Exactly! There should be some upgrades and updates on the horizon for the Cruze's Mylink but unfortunately that doesn't seem to be the case. I guess Cruze lovers won't see any Mylink upgrades/updates until the 2015 Cruze which will likely get the 2.0 Next-Gen Mylink like the current 2014 Impalas. SMH!


----------



## 2013Cruze (Aug 4, 2012)

Starks8 said:


> Exactly! There should be some upgrades and updates on the horizon for the Cruze's Mylink but unfortunately that doesn't seem to be the case. I guess Cruze lovers won't see any Mylink upgrades/updates until the 2015 Cruze which will likely get the 2.0 Next-Gen Mylink like the current 2014 Impalas. SMH!


Hopefully the 2015 Cruze will have MyLink 2Gen.

It will be a long year to wait to find out though.


----------



## Beachernaut (Mar 27, 2012)

As much as I like the infotainment systems in cars. What about longevity? Picture 10 or 15 years and 200k miles down the road. How much trouble is that system going to cause? Think about your smart phone, yeah it works great for the first year, but after the first year it's a toss up on how long it's going to last.

OTOH, the new Impala looks.... awkward.


----------



## BowtieGuy (Jan 4, 2013)

I think the new Impala looks like a home run. Its price is a little high IMO though.


----------



## Starks8 (Jul 20, 2011)

2013Cruze said:


> Hopefully the 2015 Cruze will have MyLink 2Gen.
> 
> It will be a long year to wait to find out though.

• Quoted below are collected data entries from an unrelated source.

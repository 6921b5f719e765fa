//! Main Cache - the lock-guarded Eviction Store owned by a group
//!
//! Every access, including reads that promote recency, goes through one
//! `parking_lot::Mutex`. The lock is never held across an `.await`.

use std::sync::atomic::{AtomicU64, Ordering};

use parking_lot::Mutex;

use super::byteview::ByteView;
use super::lru::LruCache;
use super::stats::CacheStats;

/// Byte-budgeted store of `ByteView`s shared by concurrent `get` calls
pub struct MainCache {
    /// The LRU itself
    lru: Mutex<LruCache<ByteView>>,
    /// Lookups
    gets: AtomicU64,
    /// Lookups that found an entry
    hits: AtomicU64,
}

impl MainCache {
    /// Create a main cache with the given byte budget (0 = unbounded)
    pub fn new(cache_bytes: u64) -> Self {
        Self {
            lru: Mutex::new(LruCache::new(cache_bytes)),
            gets: AtomicU64::new(0),
            hits: AtomicU64::new(0),
        }
    }

    /// Look up `key`, promoting it on a hit
    pub fn get(&self, key: &str) -> Option<ByteView> {
        self.gets.fetch_add(1, Ordering::Relaxed);
        let value = self.lru.lock().get(key).cloned();
        if value.is_some() {
            self.hits.fetch_add(1, Ordering::Relaxed);
        }
        value
    }

    /// Insert or replace `key`, evicting as needed
    pub fn add(&self, key: &str, value: ByteView) {
        self.lru.lock().add(key, value);
    }

    /// Number of cached entries
    pub fn len(&self) -> usize {
        self.lru.lock().len()
    }

    /// True if nothing is cached
    pub fn is_empty(&self) -> bool {
        self.lru.lock().is_empty()
    }

    /// Bytes currently held (keys + values)
    pub fn bytes(&self) -> u64 {
        self.lru.lock().bytes()
    }

    /// Get cache statistics
    pub fn stats(&self) -> CacheStats {
        let lru = self.lru.lock();
        CacheStats {
            bytes: lru.bytes(),
            items: lru.len() as u64,
            gets: self.gets.load(Ordering::Relaxed),
            hits: self.hits.load(Ordering::Relaxed),
            evictions: lru.evictions(),
        }
    }
}

// =============================================================================
// Tests
// =============================================================================
//! Peer Transport client - fetches values from a remote node over HTTP

use std::sync::Arc;
use std::time::Duration;

use async_trait::async_trait;
use bytes::Bytes;
use reqwest::{Client, StatusCode};
use tracing::{debug, error, instrument};

use super::wire::{GetRequest, GetResponse};
use crate::cache::PeerGetter;
use crate::error::{Error, Result};

/// Client for one peer, e.g. `http://10.0.0.2:8001` with base path `/_peercache/`
#[derive(Debug, Clone)]
pub struct HttpGetter {
    peer: String,
    base_path: String,
    client: Client,
}

impl HttpGetter {
    /// Create a getter sharing `client`'s connection pool
    pub fn new(peer: impl Into<String>, base_path: impl Into<String>, client: Client) -> Self {
        Self {
            peer: peer.into(),
            base_path: base_path.into(),
            client,
        }
    }

    /// Build a shared HTTP client; `timeout` of `None` waits indefinitely
    pub fn build_client(timeout: Option<Duration>) -> Result<Client> {
        let mut builder = Client::builder();
        if let Some(timeout) = timeout {
            builder = builder.timeout(timeout);
        }
        builder
            .build()
            .map_err(|e| Error::Internal(format!("Failed to create HTTP client: {}", e)))
    }

    /// Full URL of a lookup
    pub fn url(&self, group: &str, key: &str) -> String {
        format!(
            "{}{}",
            self.peer,
            GetRequest::new(group, key).to_path(&self.base_path)
        )
    }

    fn connection_error(&self, err: reqwest::Error) -> Error {
        error!(peer = %self.peer, error = %err, "peer request failed");
        Error::PeerConnection {
            peer: self.peer.clone(),
            source: Arc::new(err),
        }
    }
}

#[async_trait]
impl PeerGetter for HttpGetter {
    #[instrument(skip(self), fields(peer = %self.peer))]
    async fn get(&self, group: &str, key: &str) -> Result<Bytes> {
        let url = self.url(group, key);
        debug!(%url, "fetching from peer");

        let response = self
            .client
            .get(&url)
            .send()
            .await
            .map_err(|e| self.connection_error(e))?;

        let status = response.status();
        if status != StatusCode::OK {
            let message = response.text().await.unwrap_or_default();
            return Err(Error::PeerStatus {
                peer: self.peer.clone(),
                status: status.as_u16(),
                message: message.trim_end().to_string(),
            });
        }

        let body = response
            .bytes()
            .await
            .map_err(|e| self.connection_error(e))?;
        Ok(GetResponse::decode(body)?.value)
    }

    fn addr(&self) -> &str {
        &self.peer
    }
}

#[cfg(test)]
mod tests {
    use super::*;
    use assert_matches::assert_matches;

    fn getter(peer: &str) -> HttpGetter {
        HttpGetter::new(peer, "/_peercache/", HttpGetter::build_client(None).unwrap())
    }

    #[test]
    fn test_url_escapes_segments() {
        let g = getter("http://10.0.0.2:8001");
        assert_eq!(g.url("scores", "Tom"), "http://10.0.0.2:8001/_peercache/scores/Tom");
        assert_eq!(
            g.url("scores", "a b/c"),
            "http://10.0.0.2:8001/_peercache/scores/a%20b%2Fc"
        );
        assert_eq!(g.addr(), "http://10.0.0.2:8001");
    }

    #[tokio::test]
    async fn test_unreachable_peer() {
        // Reserve a port, then free it so nothing is listening
        let listener = std::net::TcpListener::bind("127.0.0.1:0").unwrap();
        let addr = listener.local_addr().unwrap();
        drop(listener);

        let g = getter(&format!("http://{}", addr));
        let err = g.get("scores", "Tom").await.unwrap_err();
        assert_matches!(err, Error::PeerConnection { .. });
        assert!(err.is_peer_error());
    }
}
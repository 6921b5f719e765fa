//! Eviction Store - byte-budgeted LRU
//!
//! Strict least-recently-used ordering over a fixed byte budget.
//!
//! # Design
//!
//! - Doubly linked recency list stored in a slot vector and linked by index,
//!   so promotion and eviction are O(1) without unsafe pointers
//! - `HashMap<String, usize>` index from key to slot
//! - Entry size = key length + value length; budget 0 means unbounded
//!
//! ```text
//!   head (most recent) ─► [slot 3] ◄──► [slot 0] ◄──► [slot 5] ◄── tail (evict next)
//! ```
//!
//! Not thread-safe. The owning group serializes access (see `store.rs`).

use std::collections::HashMap;

/// Anything stored in the LRU reports its size in bytes
pub trait Value {
    fn len(&self) -> usize;
}

impl Value for String {
    fn len(&self) -> usize {
        self.len()
    }
}

impl Value for Vec<u8> {
    fn len(&self) -> usize {
        self.len()
    }
}

/// Callback fired synchronously for every evicted entry
pub type OnEvicted<V> = Box<dyn FnMut(&str, &V) + Send>;

struct Node<V> {
    key: String,
    value: V,
    prev: Option<usize>,
    next: Option<usize>,
}

/// Byte-budgeted LRU cache
pub struct LruCache<V> {
    /// Byte budget (0 = unbounded)
    max_bytes: u64,
    /// Bytes currently tracked (keys + values)
    nbytes: u64,
    slots: Vec<Option<Node<V>>>,
    free: Vec<usize>,
    head: Option<usize>,
    tail: Option<usize>,
    index: HashMap<String, usize>,
    evictions: u64,
    on_evicted: Option<OnEvicted<V>>,
}

impl<V: Value> LruCache<V> {
    /// Create an LRU holding at most `max_bytes` (0 = unbounded)
    pub fn new(max_bytes: u64) -> Self {
        Self {
            max_bytes,
            nbytes: 0,
            slots: Vec::new(),
            free: Vec::new(),
            head: None,
            tail: None,
            index: HashMap::new(),
            evictions: 0,
            on_evicted: None,
        }
    }

    /// Register the eviction callback
    pub fn with_on_evicted<F>(mut self, f: F) -> Self
    where
        F: FnMut(&str, &V) + Send + 'static,
    {
        self.on_evicted = Some(Box::new(f));
        self
    }

    /// Insert or replace `key`, then evict from the tail while over budget
    pub fn add(&mut self, key: impl Into<String>, value: V) {
        let key = key.into();
        if let Some(&idx) = self.index.get(&key) {
            self.detach(idx);
            self.attach_front(idx);
            if let Some(node) = self.slots[idx].as_mut() {
                self.nbytes = self.nbytes - node.value.len() as u64 + value.len() as u64;
                node.value = value;
            }
        } else {
            let size = (key.len() + value.len()) as u64;
            let node = Node {
                key: key.clone(),
                value,
                prev: None,
                next: None,
            };
            let idx = match self.free.pop() {
                Some(idx) => {
                    self.slots[idx] = Some(node);
                    idx
                }
                None => {
                    self.slots.push(Some(node));
                    self.slots.len() - 1
                }
            };
            self.attach_front(idx);
            self.index.insert(key, idx);
            self.nbytes += size;
        }

        while self.max_bytes != 0 && self.nbytes > self.max_bytes {
            if self.remove_oldest().is_none() {
                break;
            }
        }
    }

    /// Look up `key`, promoting it to most-recently-used on a hit
    pub fn get(&mut self, key: &str) -> Option<&V> {
        let idx = *self.index.get(key)?;
        self.detach(idx);
        self.attach_front(idx);
        self.slots[idx].as_ref().map(|node| &node.value)
    }

    /// Look up `key` without touching recency
    pub fn peek(&self, key: &str) -> Option<&V> {
        let idx = *self.index.get(key)?;
        self.slots[idx].as_ref().map(|node| &node.value)
    }

    /// Evict the least-recently-used entry and fire the eviction callback
    pub fn remove_oldest(&mut self) -> Option<(String, V)> {
        let idx = self.tail?;
        let (key, value) = self.take(idx)?;
        self.evictions += 1;
        if let Some(cb) = self.on_evicted.as_mut() {
            cb(&key, &value);
        }
        Some((key, value))
    }

    /// Remove `key` explicitly. Explicit removal is not an eviction: the
    /// eviction callback does not fire.
    pub fn remove(&mut self, key: &str) -> Option<V> {
        let idx = *self.index.get(key)?;
        self.take(idx).map(|(_, value)| value)
    }

    /// Number of entries
    pub fn len(&self) -> usize {
        self.index.len()
    }

    /// True if no entries are cached
    pub fn is_empty(&self) -> bool {
        self.index.is_empty()
    }

    /// Bytes currently tracked
    pub fn bytes(&self) -> u64 {
        self.nbytes
    }

    /// Configured byte budget
    pub fn max_bytes(&self) -> u64 {
        self.max_bytes
    }

    /// Entries evicted since creation
    pub fn evictions(&self) -> u64 {
        self.evictions
    }

    /// Keys ordered from most to least recently used
    pub fn keys(&self) -> Vec<String> {
        let mut out = Vec::with_capacity(self.len());
        let mut cursor = self.head;
        while let Some(idx) = cursor {
            match self.slots[idx].as_ref() {
                Some(node) => {
                    out.push(node.key.clone());
                    cursor = node.next;
                }
                None => break,
            }
        }
        out
    }

    /// Unlink slot `idx`, free it, and fix up the byte count
    fn take(&mut self, idx: usize) -> Option<(String, V)> {
        self.detach(idx);
        let node = self.slots[idx].take()?;
        self.free.push(idx);
        self.index.remove(&node.key);
        self.nbytes -= (node.key.len() + node.value.len()) as u64;
        Some((node.key, node.value))
    }

    fn detach(&mut self, idx: usize) {
        let (prev, next) = match self.slots[idx].as_ref() {
            Some(node) => (node.prev, node.next),
            None => return,
        };
        match prev {
            Some(p) => {
                if let Some(node) = self.slots[p].as_mut() {
                    node.next = next;
                }
            }
            None => self.head = next,
        }
        match next {
            Some(n) => {
                if let Some(node) = self.slots[n].as_mut() {
                    node.prev = prev;
                }
            }
            None => self.tail = prev,
        }
        if let Some(node) = self.slots[idx].as_mut() {
            node.prev = None;
            node.next = None;
        }
    }

    fn attach_front(&mut self, idx: usize) {
        let old_head = self.head;
        if let Some(node) = self.slots[idx].as_mut() {
            node.prev = None;
            node.next = old_head;
        }
        if let Some(h) = old_head {
            if let Some(node) = self.slots[h].as_mut() {
                node.prev = Some(idx);
            }
        }
        self.head = Some(idx);
        if self.tail.is_none() {
            self.tail = Some(idx);
        }
    }
}

// =============================================================================
// Tests
// =============================================================================

#[cfg(test)]
mod tests {
    use super::*;
    use std::sync::{Arc, Mutex};

    #[test]
    fn test_get_hit_and_miss() {
        let mut lru = LruCache::new(0);
        lru.add("key1", "1234".to_string());

        assert_eq!(lru.get("key1").map(String::as_str), Some("1234"));
        assert!(lru.get("key2").is_none());
        assert_eq!(lru.len(), 1);
        assert_eq!(lru.bytes(), 8);
    }

    #[test]
    fn test_remove_oldest_on_budget() {
        let (k1, k2, k3) = ("key1", "key2", "k3");
        let (v1, v2, v3) = ("value1", "value2", "v3");
        let budget = (k1.len() + k2.len() + v1.len() + v2.len()) as u64;
        assert_eq!(budget, 20);

        let mut lru = LruCache::new(budget);
        lru.add(k1, v1.to_string());
        lru.add(k2, v2.to_string());
        lru.add(k3, v3.to_string());

        assert!(lru.get("key1").is_none());
        assert!(lru.get("key2").is_some());
        assert!(lru.get("k3").is_some());
        assert_eq!(lru.len(), 2);
        assert_eq!(lru.bytes(), 14);
        assert_eq!(lru.evictions(), 1);
    }

    #[test]
    fn test_on_evicted_fires_in_order() {
        let evicted = Arc::new(Mutex::new(Vec::new()));
        let sink = Arc::clone(&evicted);
        let mut lru = LruCache::new(10).with_on_evicted(move |key: &str, _value: &String| {
            sink.lock().unwrap().push(key.to_string());
        });

        lru.add("key1", "123456".to_string());
        lru.add("k2", "k2".to_string());
        lru.add("k3", "k3".to_string());
        lru.add("k4", "k4".to_string());

        assert_eq!(*evicted.lock().unwrap(), vec!["key1", "k2"]);
    }

    #[test]
    fn test_get_promotes_entry() {
        let mut lru = LruCache::new(12);
        lru.add("a", "11111".to_string());
        lru.add("b", "22222".to_string());

        // Touch "a" so "b" becomes the eviction candidate
        lru.get("a");
        lru.add("c", "33333".to_string());

        assert!(lru.peek("a").is_some());
        assert!(lru.peek("b").is_none());
        assert_eq!(lru.keys(), vec!["c", "a"]);
    }

    #[test]
    fn test_replace_adjusts_bytes() {
        let mut lru = LruCache::new(0);
        lru.add("key", "short".to_string());
        assert_eq!(lru.bytes(), 8);

        lru.add("key", "a much longer value".to_string());
        assert_eq!(lru.len(), 1);
        assert_eq!(lru.bytes(), 22);

        lru.add("key", "x".to_string());
        assert_eq!(lru.bytes(), 4);
    }

    #[test]
    fn test_replace_promotes_and_can_evict_others() {
        let mut lru = LruCache::new(10);
        lru.add("a", "1111".to_string());
        lru.add("b", "2".to_string());
        lru.add("a", "111111".to_string());

        // a=7 bytes, b=2 bytes: fits
        assert_eq!(lru.keys(), vec!["a", "b"]);

        lru.add("a", "11111111".to_string());
        // a=9 + b=2 > 10: b is least recent
        assert_eq!(lru.keys(), vec!["a"]);
        assert_eq!(lru.bytes(), 9);
    }

    #[test]
    fn test_oversized_entry_is_evicted_immediately() {
        let mut lru = LruCache::new(4);
        lru.add("big", "0123456789".to_string());
        assert!(lru.is_empty());
        assert_eq!(lru.bytes(), 0);
        assert_eq!(lru.evictions(), 1);
    }

    #[test]
    fn test_explicit_remove_is_not_eviction() {
        let fired = Arc::new(Mutex::new(0usize));
        let counter = Arc::clone(&fired);
        let mut lru = LruCache::new(0).with_on_evicted(move |_: &str, _: &Vec<u8>| {
            *counter.lock().unwrap() += 1;
        });

        lru.add("k", vec![0u8; 3]);
        assert_eq!(lru.remove("k"), Some(vec![0u8; 3]));
        assert!(lru.remove("k").is_none());
        assert_eq!(*fired.lock().unwrap(), 0);
        assert_eq!(lru.evictions(), 0);
        assert_eq!(lru.bytes(), 0);
    }

    #[test]
    fn test_remove_oldest_on_empty() {
        let mut lru: LruCache<String> = LruCache::new(0);
        assert!(lru.remove_oldest().is_none());
    }

    #[test]
    fn test_slots_are_reused() {
        let mut lru = LruCache::new(6);
        for i in 0..100 {
            lru.add(format!("k{}", i % 10), "v".to_string());
        }
        assert!(lru.slots.len() <= 3);
        assert_eq!(lru.len(), 2);
    }
}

The only problem with that is, I don't see myself actually liking the look of the 2015 Cruze if it winds up looking anything like the majority of these renderings that have been floating around the internet lately! The 2015 could get the Mylink 2Gen and all the other tech/safety gadgets, but if it doesn't look attractive on the outside I won't be buying it!! 

Chevy needs to make some more Apps available for the current 2013/14 Cruze Mylink system ASAP! Who at Chevy is in charge of these decisions because I might just write them a email and give them a piece of my mind. Chevy should hire me, I know what the people want, lol!!


----------



## 2013Cruze (Aug 4, 2012)

Starks8 said:


> The only problem with that is, I don't see myself actually liking the look of the 2015 Cruze if it winds up looking anything like the majority of these renderings that have been floating around the internet lately! The 2015 could get the Mylink 2Gen and all the other tech/safety gadgets, but if it doesn't look attractive on the outside I won't be buying it!!
> 
> Chevy needs to make some more Apps available for the current 2013/14 Cruze Mylink system ASAP! Who at Chevy is in charge of these decisions because I might just write them a email and give them a piece of my mind. Chevy should hire me, I know what the people want, lol!!


From what I found out so far the 2014 Verano updates doesn't include any improvement to the interlink system.


----------



## 2013Cruze (Aug 4, 2012)

There are some nice new features for the 2014 Buick Verano. 

Forward collision alert, lane departure, etc. 

Enhanced safety package that's on the Cruze is standard across all trim levels on the Verano.


----------



## Starks8 (Jul 20, 2011)

2013Cruze said:


> From what I found out so far the 2014 Verano updates doesn't include any improvement to the interlink system.


Yeah, that's not too hard to believe!


----------